MATERIAL FOR THE TASK:
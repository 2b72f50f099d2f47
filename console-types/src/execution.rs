//! Execution messages emitted while a task runs, and the persisted logs
//! that record them.

use chrono::{DateTime, Utc};
use serde::{Deserialize, Deserializer, Serialize};
use serde_json::Value;
use ts_rs::TS;

use crate::PayloadError;

pub const MESSAGE_TYPE_INIT: &str = "init";
pub const MESSAGE_TYPE_SYSTEM: &str = "SystemMessage";
pub const MESSAGE_TYPE_USER: &str = "UserMessage";
pub const MESSAGE_TYPE_ASSISTANT: &str = "AssistantMessage";
pub const MESSAGE_TYPE_RESULT: &str = "ResultMessage";
/// Control-only sentinel closing a live stream. Never stored in a message list.
pub const MESSAGE_TYPE_END: &str = "end";

// ============================================================================
// Messages
// ============================================================================

/// One event emitted during a task run.
#[derive(Debug, Clone, PartialEq)]
pub struct ExecutionMessage {
    pub kind: MessageKind,
    /// 0-100, carried by any message type.
    pub progress: Option<u8>,
}

#[derive(Debug, Clone, PartialEq)]
pub enum MessageKind {
    /// Session start notice.
    Init { message: Option<String> },
    System {
        message: Option<String>,
        content: Option<String>,
    },
    User {
        text: Option<String>,
        content: Option<String>,
    },
    Assistant {
        text: Option<String>,
        content: Option<String>,
    },
    Result {
        text: Option<String>,
        is_error: bool,
        duration_ms: Option<u64>,
        cost_usd: Option<f64>,
    },
    /// A `type` this client does not know yet.
    Unrecognized {
        type_name: String,
        text: Option<String>,
    },
    /// Persisted content that could not be decoded, shown verbatim.
    Raw { content: String },
}

impl ExecutionMessage {
    pub fn raw(content: impl Into<String>) -> Self {
        Self {
            kind: MessageKind::Raw {
                content: content.into(),
            },
            progress: None,
        }
    }

    fn from_object(type_name: &str, json: &Value) -> Self {
        let kind = match type_name {
            MESSAGE_TYPE_INIT => MessageKind::Init {
                message: string_field(json, "message")
                    .or_else(|| string_field(json, "text"))
                    .or_else(|| content_field(json)),
            },
            MESSAGE_TYPE_SYSTEM => MessageKind::System {
                message: string_field(json, "message").or_else(|| string_field(json, "text")),
                content: content_field(json),
            },
            MESSAGE_TYPE_USER => MessageKind::User {
                text: string_field(json, "text"),
                content: content_field(json),
            },
            MESSAGE_TYPE_ASSISTANT => MessageKind::Assistant {
                text: string_field(json, "text"),
                content: content_field(json),
            },
            MESSAGE_TYPE_RESULT => MessageKind::Result {
                text: string_field(json, "text")
                    .or_else(|| string_field(json, "result"))
                    .or_else(|| string_field(json, "message")),
                is_error: json
                    .get("is_error")
                    .and_then(Value::as_bool)
                    .unwrap_or(false),
                duration_ms: json.get("duration_ms").and_then(|v| {
                    v.as_u64()
                        .or_else(|| v.as_f64().filter(|ms| *ms >= 0.0).map(|ms| ms as u64))
                }),
                cost_usd: json.get("cost_usd").and_then(Value::as_f64),
            },
            other => MessageKind::Unrecognized {
                type_name: other.to_string(),
                text: string_field(json, "text")
                    .or_else(|| string_field(json, "message"))
                    .or_else(|| content_field(json)),
            },
        };

        Self {
            kind,
            progress: progress_field(json),
        }
    }

    /// The wire discriminator this message was decoded from.
    pub fn type_name(&self) -> &str {
        match &self.kind {
            MessageKind::Init { .. } => MESSAGE_TYPE_INIT,
            MessageKind::System { .. } => MESSAGE_TYPE_SYSTEM,
            MessageKind::User { .. } => MESSAGE_TYPE_USER,
            MessageKind::Assistant { .. } => MESSAGE_TYPE_ASSISTANT,
            MessageKind::Result { .. } => MESSAGE_TYPE_RESULT,
            MessageKind::Unrecognized { type_name, .. } => type_name,
            MessageKind::Raw { .. } => "raw",
        }
    }

    /// Best human-readable body, if any.
    pub fn display_text(&self) -> Option<&str> {
        let text = match &self.kind {
            MessageKind::Init { message } => message.as_deref(),
            MessageKind::System { message, content } => message.as_deref().or(content.as_deref()),
            MessageKind::User { text, content } | MessageKind::Assistant { text, content } => {
                text.as_deref().or(content.as_deref())
            }
            MessageKind::Result { text, .. } => text.as_deref(),
            MessageKind::Unrecognized { text, .. } => text.as_deref(),
            MessageKind::Raw { content } => Some(content.as_str()),
        };
        text.filter(|t| !t.trim().is_empty())
    }

    pub fn is_result(&self) -> bool {
        matches!(self.kind, MessageKind::Result { .. })
    }
}

/// A decoded live-stream event.
#[derive(Debug, Clone, PartialEq)]
pub enum StreamEvent {
    Message(ExecutionMessage),
    /// Terminal sentinel, optionally carrying the final task status.
    End { status: Option<String> },
}

impl StreamEvent {
    pub fn from_value(json: &Value) -> Result<Self, PayloadError> {
        if !json.is_object() {
            return Err(PayloadError::NotAnObject);
        }
        let type_name = json
            .get("type")
            .and_then(Value::as_str)
            .ok_or(PayloadError::MissingType)?;

        if type_name == MESSAGE_TYPE_END {
            return Ok(Self::End {
                status: string_field(json, "status"),
            });
        }
        Ok(Self::Message(ExecutionMessage::from_object(type_name, json)))
    }
}

/// Decode the `data` field of one server-sent event.
pub fn parse_stream_event(data: &str) -> Result<StreamEvent, PayloadError> {
    let json = serde_json::from_str::<Value>(data)?;
    StreamEvent::from_value(&json)
}

/// Decode a persisted `response_content` into its ordered message list.
///
/// Content serialized twice (a JSON string holding the array) is unwrapped
/// once. Individual entries that are not messages, and any `end` sentinel,
/// are skipped; order of the remaining entries is kept.
pub fn parse_response_content(raw: &str) -> Result<Vec<ExecutionMessage>, PayloadError> {
    let json = match serde_json::from_str::<Value>(raw)? {
        Value::String(inner) => serde_json::from_str::<Value>(&inner)?,
        other => other,
    };
    let Value::Array(entries) = json else {
        return Err(PayloadError::NotASequence);
    };

    Ok(entries
        .iter()
        .filter_map(|entry| match StreamEvent::from_value(entry) {
            Ok(StreamEvent::Message(message)) => Some(message),
            Ok(StreamEvent::End { .. }) | Err(_) => None,
        })
        .collect())
}

fn string_field(json: &Value, key: &str) -> Option<String> {
    json.get(key).and_then(Value::as_str).map(ToString::to_string)
}

/// `content` is either plain text or structured blocks; structured content
/// is kept as compact JSON.
fn content_field(json: &Value) -> Option<String> {
    match json.get("content")? {
        Value::Null => None,
        Value::String(text) => Some(text.clone()),
        other => Some(other.to_string()),
    }
}

fn progress_field(json: &Value) -> Option<u8> {
    let value = json.get("progress")?.as_f64()?;
    if value.is_nan() {
        return None;
    }
    Some(value.clamp(0.0, 100.0).round() as u8)
}

// ============================================================================
// Persisted logs
// ============================================================================

/// Persisted record of one task run or chat turn.
#[derive(Debug, Clone, PartialEq, Serialize, Deserialize, TS)]
#[ts(export, export_to = "../../console-ui/src/types/generated.ts")]
pub struct ExecutionLog {
    pub id: i64,
    pub task_id: i64,
    /// Monotonic per task, 1-based.
    pub execution_number: i64,
    #[serde(default)]
    pub response_type: String,
    #[serde(default, deserialize_with = "content_as_text")]
    #[ts(type = "string")]
    pub response_content: String,
    #[serde(default)]
    pub status: String,
    #[serde(default)]
    pub created_at: String,
    #[serde(default)]
    pub updated_at: String,
    #[serde(default)]
    pub thread_id: Option<String>,
    #[serde(default)]
    pub thread_number: Option<u32>,
}

impl ExecutionLog {
    pub fn messages(&self) -> Result<Vec<ExecutionMessage>, PayloadError> {
        parse_response_content(&self.response_content)
    }

    pub fn is_failed(&self) -> bool {
        self.response_type == "failed"
    }

    pub fn created_at_utc(&self) -> Option<DateTime<Utc>> {
        DateTime::parse_from_rfc3339(&self.created_at)
            .ok()
            .map(|dt| dt.with_timezone(&Utc))
    }
}

/// Accepts `response_content` as a string, `null`, or an inline JSON value.
fn content_as_text<'de, D>(deserializer: D) -> Result<String, D::Error>
where
    D: Deserializer<'de>,
{
    Ok(match Value::deserialize(deserializer)? {
        Value::Null => String::new(),
        Value::String(text) => text,
        other => other.to_string(),
    })
}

TASK GOAL:
Determine how many lines of the data above contain the string "console", and give the result with nothing else.

WRITTEN RESPONSE:
2